**YOUR INSTRUCTIONS**: Write out all of the data again, exactly as it reads.

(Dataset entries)
--------------------

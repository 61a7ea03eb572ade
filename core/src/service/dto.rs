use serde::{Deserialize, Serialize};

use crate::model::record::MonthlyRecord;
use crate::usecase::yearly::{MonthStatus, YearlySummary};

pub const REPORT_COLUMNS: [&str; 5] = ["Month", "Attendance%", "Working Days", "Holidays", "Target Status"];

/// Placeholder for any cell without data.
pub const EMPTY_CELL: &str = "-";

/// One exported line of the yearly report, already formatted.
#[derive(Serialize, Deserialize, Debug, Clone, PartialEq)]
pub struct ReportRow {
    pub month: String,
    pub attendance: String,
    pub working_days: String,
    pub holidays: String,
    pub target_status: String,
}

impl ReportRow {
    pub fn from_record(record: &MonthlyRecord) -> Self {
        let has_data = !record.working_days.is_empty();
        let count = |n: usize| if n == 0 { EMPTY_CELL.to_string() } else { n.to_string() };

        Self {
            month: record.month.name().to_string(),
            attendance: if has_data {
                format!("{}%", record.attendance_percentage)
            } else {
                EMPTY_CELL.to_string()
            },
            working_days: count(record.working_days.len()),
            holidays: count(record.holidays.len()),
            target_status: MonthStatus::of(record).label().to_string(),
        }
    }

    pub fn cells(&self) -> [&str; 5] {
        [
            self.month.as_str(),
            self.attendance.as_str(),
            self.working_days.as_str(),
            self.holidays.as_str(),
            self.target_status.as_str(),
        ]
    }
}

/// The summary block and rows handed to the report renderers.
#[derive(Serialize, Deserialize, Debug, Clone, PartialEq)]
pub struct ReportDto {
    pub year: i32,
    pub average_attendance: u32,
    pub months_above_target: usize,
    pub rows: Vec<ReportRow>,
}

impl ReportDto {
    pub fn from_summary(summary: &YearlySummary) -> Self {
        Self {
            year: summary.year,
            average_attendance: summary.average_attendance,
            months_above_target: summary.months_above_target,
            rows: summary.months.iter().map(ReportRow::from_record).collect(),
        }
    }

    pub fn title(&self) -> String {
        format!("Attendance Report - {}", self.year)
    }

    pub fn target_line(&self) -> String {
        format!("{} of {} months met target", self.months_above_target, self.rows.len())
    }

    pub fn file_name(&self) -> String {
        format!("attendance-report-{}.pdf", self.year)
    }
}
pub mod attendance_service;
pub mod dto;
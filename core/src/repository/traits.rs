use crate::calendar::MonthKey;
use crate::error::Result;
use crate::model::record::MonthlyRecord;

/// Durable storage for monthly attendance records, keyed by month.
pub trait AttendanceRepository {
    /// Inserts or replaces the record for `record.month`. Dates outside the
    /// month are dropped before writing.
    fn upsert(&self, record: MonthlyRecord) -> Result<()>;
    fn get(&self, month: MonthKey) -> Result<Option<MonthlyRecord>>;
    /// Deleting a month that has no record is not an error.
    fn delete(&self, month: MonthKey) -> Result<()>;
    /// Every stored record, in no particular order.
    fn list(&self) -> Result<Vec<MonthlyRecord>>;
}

--------------------

**SOLUTION**:
repository 61a7ea03eb572ade
filename core/src/service/dto.rs
use serde::{Deserialize, Serialize};

use crate::model::record::MonthlyRecord;
use crate::usecase::yearly::{MonthStatus, YearlySummary};

pub const REPORT_COLUMNS: [&str; 5] = ["Month", "Attendance%", "Working Days", "Holidays", "Target Status"];

/// Placeholder for any cell without data.
pub const EMPTY_CELL: &str = "-";

/// One exported line of the yearly report, already formatted.
#[derive(Serialize, Deserialize, Debug, Clone, PartialEq)]
pub struct ReportRow {
    pub month: String,
    pub attendance: String,
    pub working_days: String,
    pub holidays: String,
    pub target_status: String,
}

impl ReportRow {
    pub fn from_record(record: &MonthlyRecord) -> Self {
        let has_data = !record.working_days.is_empty();
        let count = |n: usize| if n == 0 { EMPTY_CELL.to_string() } else { n.to_string() };

        Self {
            month: record.month.name().to_string(),
            attendance: if has_data {
                format!("{}%", record.attendance_percentage)
            } else {
                EMPTY_CELL.to_string()
            },
            working_days: count(record.working_days.len()),
            holidays: count(record.holidays.len()),
            target_status: MonthStatus::of(record).label().to_string(),
        }
    }

    pub fn cells(&self) -> [&str; 5] {
        [
            self.month.as_str(),
            self.attendance.as_str(),
            self.working_days.as_str(),
            self.holidays.as_str(),
            self.target_status.as_str(),
        ]
    }
}

/// The summary block and rows handed to the report renderers.
#[derive(Serialize, Deserialize, Debug, Clone, PartialEq)]
pub struct ReportDto {
    pub year: i32,
    pub average_attendance: u32,
    pub months_above_target: usize,
    pub rows: Vec<ReportRow>,
}

impl ReportDto {
    pub fn from_summary(summary: &YearlySummary) -> Self {
        Self {
            year: summary.year,
            average_attendance: summary.average_attendance,
            months_above_target: summary.months_above_target,
            rows: summary.months.iter().map(ReportRow::from_record).collect(),
        }
    }

    pub fn title(&self) -> String {
        format!("Attendance Report - {}", self.year)
    }

    pub fn target_line(&self) -> String {
        format!("{} of {} months met target", self.months_above_target, self.rows.len())
    }

    pub fn file_name(&self) -> String {
        format!("attendance-report-{}.pdf", self.year)
    }
}
pub mod attendance_service;
pub mod dto;
filename core/src/repository/traits.rs
use crate::calendar::MonthKey;
use crate::error::Result;
use crate::model::record::MonthlyRecord;

/// Durable storage for monthly attendance records, keyed by month.
pub trait AttendanceRepository {
    /// Inserts or replaces the record for `record.month`. Dates outside the
    /// month are dropped before writing.
    fn upsert(&self, record: MonthlyRecord) -> Result<()>;
    fn get(&self, month: MonthKey) -> Result<Option<MonthlyRecord>>;
    /// Deleting a month that has no record is not an error.
    fn delete(&self, month: MonthKey) -> Result<()>;
    /// Every stored record, in no particular order.
    fn list(&self) -> Result<Vec<MonthlyRecord>>;
}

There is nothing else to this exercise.